Now Booking for Bitcoin: Expedia begins accepting Cryptocurrency
Alongside the frankly embarrassing Mt. Gox collapse, a wild rodeo of speculation-driven price changes, and the seizure of the Silk Road, Bitcoin has spent the last few months quietly going legitimate, and gradually finding new niches in which it is actually useful to real people who couldn’t tell you what a hash rate is. It’s not there yet, and it’ll be an awkward minority payment option for a long time, but progress is being made. The latest windsock of change is travel-booking-chain Expedia, which announced earlier this week that it would begin offering hotel reservations for Bitcoin.
As with most of the recent adopters of Bitcoin, Expedia will be working with CoinBase to implement the feature. CoinBase runs an intermediary service that makes accepting Bitcoin feel exactly like accepting credit cards to the end user: Bitcoins flow into CoinBase, and cash flows out to the end user. It’s easy, it’s cheap, there’s no risk of chargebacks, and it gives a free bump of publicity from articles just like this one: It’s a home run for businesses like Expedia, and it dramatically expands the pool of potential CoinBase users. Expedia is starting with hotels, because it sees the most demand in the space – the site has allowed people to book their hotel reservations from the site for years, so accepting Bitcoin is a natural expansion of the site’s functionality.
It’s not just about hotels, though. The site has plans to eventually expand its Bitcoin acceptance to its other services, like flights and car rentals, depending on how well the hotel trial goes.
The CEO of Expedia, Michael Gulmann, was enthusiastic.
He said, “The path Bitcoin is on is in some ways what PayPal was on. At first it seems strange … but it’s going to become more mainstream […].
It does make Bitcoin a little more serious. From our viewpoint, Bitcoin is young, but it is a cryptocurrency that’s here to stay.”
Not accepting bitcoin as a form of payment its like saying we don’t accept euros. It is sellers choice to determine the final holdings in its bank.

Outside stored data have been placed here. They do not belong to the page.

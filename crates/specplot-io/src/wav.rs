//! WAV file reading and writing.

use crate::Result;
use hound::{SampleFormat, WavReader, WavWriter};
use std::path::Path;

/// WAV file specification.
#[derive(Debug, Clone, Copy, PartialEq, Eq)]
pub struct WavSpec {
    /// Number of audio channels in the file (1 = mono, 2 = stereo).
    pub channels: u16,
    /// Sample rate in Hz (e.g., 16000, 44100).
    pub sample_rate: u32,
    /// Bit depth per sample (e.g., 16, 24, 32).
    pub bits_per_sample: u16,
}

impl WavSpec {
    /// Mono 32-bit float at `sample_rate`.
    pub fn mono_float(sample_rate: u32) -> Self {
        Self {
            channels: 1,
            sample_rate,
            bits_per_sample: 32,
        }
    }
}

impl From<hound::WavSpec> for WavSpec {
    fn from(spec: hound::WavSpec) -> Self {
        Self {
            channels: spec.channels,
            sample_rate: spec.sample_rate,
            bits_per_sample: spec.bits_per_sample,
        }
    }
}

impl From<WavSpec> for hound::WavSpec {
    fn from(spec: WavSpec) -> Self {
        hound::WavSpec {
            channels: spec.channels,
            sample_rate: spec.sample_rate,
            bits_per_sample: spec.bits_per_sample,
            sample_format: if spec.bits_per_sample == 32 {
                SampleFormat::Float
            } else {
                SampleFormat::Int
            },
        }
    }
}

/// Read a WAV file and return mono samples as f32 along with the file's spec.
///
/// Integer PCM is scaled to `[-1, 1)`. Multi-channel files are mixed down to
/// mono by averaging channels; the returned spec still reports the file's
/// channel count.
///
/// # Example
/// ```ignore
/// let (samples, spec) = read_wav("speech.wav")?;
/// println!("Loaded {} samples at {} Hz", samples.len(), spec.sample_rate);
/// ```
pub fn read_wav<P: AsRef<Path>>(path: P) -> Result<(Vec<f32>, WavSpec)> {
    let reader = WavReader::open(path)?;
    let spec = WavSpec::from(reader.spec());
    let channels = spec.channels.max(1) as usize;

    let samples: Vec<f32> = match reader.spec().sample_format {
        SampleFormat::Float => reader
            .into_samples::<f32>()
            .collect::<std::result::Result<Vec<_>, _>>()?,
        SampleFormat::Int => {
            let max_val = (1i64 << (spec.bits_per_sample - 1)) as f32;
            reader
                .into_samples::<i32>()
                .map(|s| s.map(|v| v as f32 / max_val))
                .collect::<std::result::Result<Vec<_>, _>>()?
        }
    };

    let mono = if channels > 1 {
        samples
            .chunks(channels)
            .map(|chunk| chunk.iter().sum::<f32>() / channels as f32)
            .collect()
    } else {
        samples
    };

    Ok((mono, spec))
}

/// Write mono samples to a WAV file.
///
/// A 32-bit spec writes IEEE float; other depths write clamped integer PCM.
pub fn write_wav<P: AsRef<Path>>(path: P, samples: &[f32], spec: WavSpec) -> Result<()> {
    let spec = WavSpec { channels: 1, ..spec };
    let mut writer = WavWriter::create(path, hound::WavSpec::from(spec))?;

    if spec.bits_per_sample == 32 {
        for &sample in samples {
            writer.write_sample(sample)?;
        }
    } else {
        let max_val = (1i32 << (spec.bits_per_sample - 1)) as f32;
        for &sample in samples {
            let int_sample = (sample * max_val).clamp(-max_val, max_val - 1.0) as i32;
            writer.write_sample(int_sample)?;
        }
    }

    writer.finalize()?;
    Ok(())
}
//! File I/O for the Specplot speech analyzer.
//!
//! This crate provides:
//!
//! - **Loading**: [`read_wav`] decodes any PCM or float WAV to mono,
//!   [`load_signal`] additionally resamples to the analysis rate
//! - **Resampling**: [`resample_to`] for rational rate conversion
//! - **Segments**: [`Segment`] cuts a `[start, end)` window out of a signal
//! - **Export**: CSV tracks, PGM spectrogram and float WAV waveform, plus
//!   [`render_panels`] for the stacked five-panel image
//!
//! ## Quick Start
//!
//! ```rust,ignore
//! use specplot_core::{AnalysisConfig, Analyzer};
//! use specplot_io::{RenderOptions, Segment, export_all, load_signal};
//!
//! let config = AnalysisConfig::default();
//! let signal = load_signal("speech.wav", config.sample_rate)?;
//! let signal = Segment::new(0.5, Some(2.0)).apply(&signal)?;
//!
//! let output = Analyzer::new(config.clone())?.analyze(&signal)?;
//! export_all(&output, "out/speech", &RenderOptions::from_config(&config))?;
//! ```

pub mod export;
pub mod load;
pub mod render;
pub mod resample;
pub mod segment;
mod wav;

pub use export::{
    ExportedFiles, export_all, export_spectrogram_pgm, export_tracks_csv, export_waveform_wav,
};
pub use load::load_signal;
pub use render::{GrayImage, RenderOptions, render_panels};
pub use resample::{resample, resample_to};
pub use segment::Segment;
pub use wav::{WavSpec, read_wav, write_wav};

use std::path::PathBuf;

/// Error types for loading, exporting and rendering.
#[derive(Debug, thiserror::Error)]
pub enum Error {
    /// WAV file read/write error.
    #[error("WAV file error: {0}")]
    Wav(#[from] hound::Error),

    /// Standard I/O error.
    #[error("IO error: {0}")]
    Io(#[from] std::io::Error),

    /// Analysis or configuration error.
    #[error(transparent)]
    Core(#[from] specplot_core::Error),

    /// The requested time window contains no samples.
    #[error("segment [{start_secs}, {end_secs}) s selects no samples of a {duration_secs:.3} s signal")]
    InvalidSegment {
        /// Requested start in seconds.
        start_secs: f64,
        /// Requested end in seconds, after resolving "to the end".
        end_secs: f64,
        /// Duration of the signal being cut.
        duration_secs: f64,
    },

    /// The WAV file decoded to zero samples.
    #[error("no audio samples in '{}'", path.display())]
    EmptyAudio {
        /// File that was read.
        path: PathBuf,
    },
}

/// Convenience result type for I/O operations.
pub type Result<T> = std::result::Result<T, Error>;
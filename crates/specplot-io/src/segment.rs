//! Time-window selection on a loaded signal.

use std::ops::Range;

use specplot_core::Signal;

use crate::{Error, Result};

/// A `[start, end)` window in seconds.
///
/// `end_secs` of `None`, or any negative value, means "to the end of the
/// signal". Bounds past either end are clamped.
#[derive(Debug, Clone, Copy, PartialEq)]
pub struct Segment {
    /// Start time in seconds.
    pub start_secs: f64,
    /// End time in seconds; `None` or negative selects through the end.
    pub end_secs: Option<f64>,
}

impl Default for Segment {
    fn default() -> Self {
        Self::full()
    }
}

impl Segment {
    /// Create a segment.
    pub fn new(start_secs: f64, end_secs: Option<f64>) -> Self {
        Self {
            start_secs,
            end_secs,
        }
    }

    /// The whole signal.
    pub fn full() -> Self {
        Self::new(0.0, None)
    }

    /// Segment from command-line style arguments, where a negative end means
    /// "to the end".
    pub fn from_bounds(start_secs: f64, end_secs: f64) -> Self {
        Self::new(start_secs, (end_secs >= 0.0).then_some(end_secs))
    }

    /// Whether this segment keeps every sample of any signal.
    pub fn is_full(&self) -> bool {
        self.start_secs <= 0.0 && self.end_secs.is_none_or(|end| end < 0.0)
    }

    /// Sample range selected in a signal of `len` samples at `sample_rate`.
    ///
    /// Bounds are truncated to whole samples: `[int(start * rate), int(end * rate))`.
    pub fn sample_range(&self, len: usize, sample_rate: u32) -> Result<Range<usize>> {
        let rate = f64::from(sample_rate);
        let to_index = |secs: f64| ((secs * rate).max(0.0) as usize).min(len);

        let start = to_index(self.start_secs);
        let end = match self.end_secs {
            Some(end) if end >= 0.0 => to_index(end),
            _ => len,
        };

        if start >= end {
            return Err(Error::InvalidSegment {
                start_secs: self.start_secs,
                end_secs: end as f64 / rate,
                duration_secs: len as f64 / rate,
            });
        }
        Ok(start..end)
    }

    /// Cut the segment out of `signal`.
    pub fn apply(&self, signal: &Signal) -> Result<Signal> {
        let range = self.sample_range(signal.len(), signal.sample_rate())?;

        tracing::debug!(start = range.start, end = range.end, "segment selected");

        Ok(signal.map_samples(|s| s[range].to_vec()))
    }
}
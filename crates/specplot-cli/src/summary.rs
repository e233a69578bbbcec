//! Text summary printed when no output file is requested.

use specplot_core::AnalysisOutput;
use std::path::Path;

/// Min, mean and max of a track.
struct TrackStats {
    min: f32,
    mean: f32,
    max: f32,
}

impl TrackStats {
    fn of(track: &[f32]) -> Self {
        let min = track.iter().copied().fold(f32::INFINITY, f32::min);
        let max = track.iter().copied().fold(f32::NEG_INFINITY, f32::max);
        let mean = track.iter().sum::<f32>() / track.len().max(1) as f32;
        Self { min, mean, max }
    }
}

/// Print geometry and per-track statistics for `output`.
pub fn print(file: &Path, output: &AnalysisOutput) {
    let grid = &output.grid;
    let waveform = &output.waveform;

    println!("File:        {}", file.display());
    println!(
        "Duration:    {:.3}s ({} samples at {} Hz)",
        waveform.duration_secs(),
        waveform.len(),
        waveform.sample_rate()
    );
    println!(
        "Frames:      {} (window {} / hop {} samples, {}-point FFT)",
        output.num_frames(),
        grid.win_length,
        grid.hop_length,
        grid.n_fft
    );
    println!(
        "Low band:    bins {}..{} ({:.0}-{:.0} Hz)",
        output.low_band_bins.start,
        output.low_band_bins.end,
        grid.bin_to_freq(output.low_band_bins.start),
        grid.bin_to_freq(output.low_band_bins.end),
    );

    println!();
    println!("{:<18} {:>10} {:>10} {:>10}", "Track", "Min", "Mean", "Max");
    println!("{}", "-".repeat(51));
    let tracks = [
        ("Zero-crossing", &output.zero_crossing_rate),
        ("Total energy dB", &output.total_energy),
        ("Low-band dB", &output.low_band_energy),
    ];
    for (name, track) in tracks {
        let stats = TrackStats::of(track);
        println!(
            "{:<18} {:>10.3} {:>10.3} {:>10.3}",
            name, stats.min, stats.mean, stats.max
        );
    }

    if let Some(loudest) = output.total_energy.iter().position(|&v| v == 0.0) {
        println!();
        println!("Loudest frame: {} at {:.3}s", loudest, grid.frame_to_time(loudest));
    }
}
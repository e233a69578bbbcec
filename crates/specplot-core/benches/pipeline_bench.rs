//! Criterion benchmarks for specplot-core stages
//!
//! Run with: cargo bench -p specplot-core

use criterion::{BenchmarkId, Criterion, black_box, criterion_group, criterion_main};
use specplot_core::{
    AnalysisConfig, Analyzer, FrameGrid, NormalizeMode, Signal, SignalConditioner,
    SmoothingKernel, SpectralAnalyzer, TrackNormalizer, Window,
};
use std::f32::consts::PI;

const SAMPLE_RATE: u32 = 16000;

/// Vowel-like test signal: a few harmonics of 120 Hz plus light noise
fn generate_voiced(size: usize) -> Vec<f32> {
    let mut state = 0x1357_9bdfu32;
    (0..size)
        .map(|i| {
            let t = i as f32 / SAMPLE_RATE as f32;
            let voiced = (1..=8)
                .map(|h| (2.0 * PI * 120.0 * h as f32 * t).sin() / h as f32)
                .sum::<f32>();
            state ^= state << 13;
            state ^= state >> 17;
            state ^= state << 5;
            let noise = (state as i32 as f32) / (i32::MAX as f32);
            0.3 * voiced + 0.02 * noise
        })
        .collect()
}

// ============================================================================
// Stage benchmarks
// ============================================================================

fn bench_conditioning(c: &mut Criterion) {
    let config = AnalysisConfig::default();
    let conditioner = SignalConditioner::new(&config);
    let signal = Signal::new(generate_voiced(16000), SAMPLE_RATE);

    c.bench_function("Condition_1s", |b| {
        b.iter(|| black_box(conditioner.condition(black_box(&signal))))
    });
}

fn bench_power_spectrum(c: &mut Criterion) {
    let mut group = c.benchmark_group("PowerSpectrum");
    let grid = FrameGrid::from_config(&AnalysisConfig::default());
    let analyzer = SpectralAnalyzer::new(grid, Window::Hamming);

    for &seconds in &[1usize, 4] {
        let samples = generate_voiced(seconds * SAMPLE_RATE as usize);
        group.bench_with_input(BenchmarkId::from_parameter(seconds), &seconds, |b, _| {
            b.iter(|| black_box(analyzer.analyze(black_box(&samples))))
        });
    }

    group.finish();
}

fn bench_normalize(c: &mut Criterion) {
    let normalizer = TrackNormalizer::new(SmoothingKernel::gaussian(41, 6.0), 40.0);
    let track: Vec<f32> = (0..4000).map(|i| -60.0 * ((i % 300) as f32 / 300.0)).collect();

    c.bench_function("Normalize_4000_frames", |b| {
        b.iter(|| black_box(normalizer.normalize(black_box(&track), NormalizeMode::DECIBEL)))
    });
}

// ============================================================================
// Full pipeline
// ============================================================================

fn bench_full_pipeline(c: &mut Criterion) {
    let mut group = c.benchmark_group("Analyze");
    group.sample_size(20);
    let analyzer = Analyzer::new(AnalysisConfig::default()).unwrap();

    for &seconds in &[1usize, 4] {
        let signal = Signal::new(generate_voiced(seconds * SAMPLE_RATE as usize), SAMPLE_RATE);
        group.bench_with_input(BenchmarkId::from_parameter(seconds), &seconds, |b, _| {
            b.iter(|| black_box(analyzer.analyze(black_box(&signal))))
        });
    }

    group.finish();
}

criterion_group!(
    benches,
    bench_conditioning,
    bench_power_spectrum,
    bench_normalize,
    bench_full_pipeline,
);

criterion_main!(benches);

The fact is, the choice of payment vehicle, offered by the merchant, is driven by the payer who usually bears, directly, none of the cost of such choice. Why then would any buyer choose to complicate any transaction, particularly a “local” transaction, by paying with Bitcoins, that are effectively a volatile “foreign” currency which you have to buy/sell at a price and requiring a 1% buy/sell fee at both ends of every transaction (ie 2% total), and has no transaction dispute moderation process? Dream on Bitcoin fanboys …
Because I already have and regularly buy bitcoins anyway? And because I like prepaying for convenience, and don’t use credit cards?
Hopefully I’ll actually get a chance to book a room through Expedia using Bitcoin this weekend, and avoid the tiresome “What? No credit card? But… but you HAVE to have one to get a room!” nonsense too.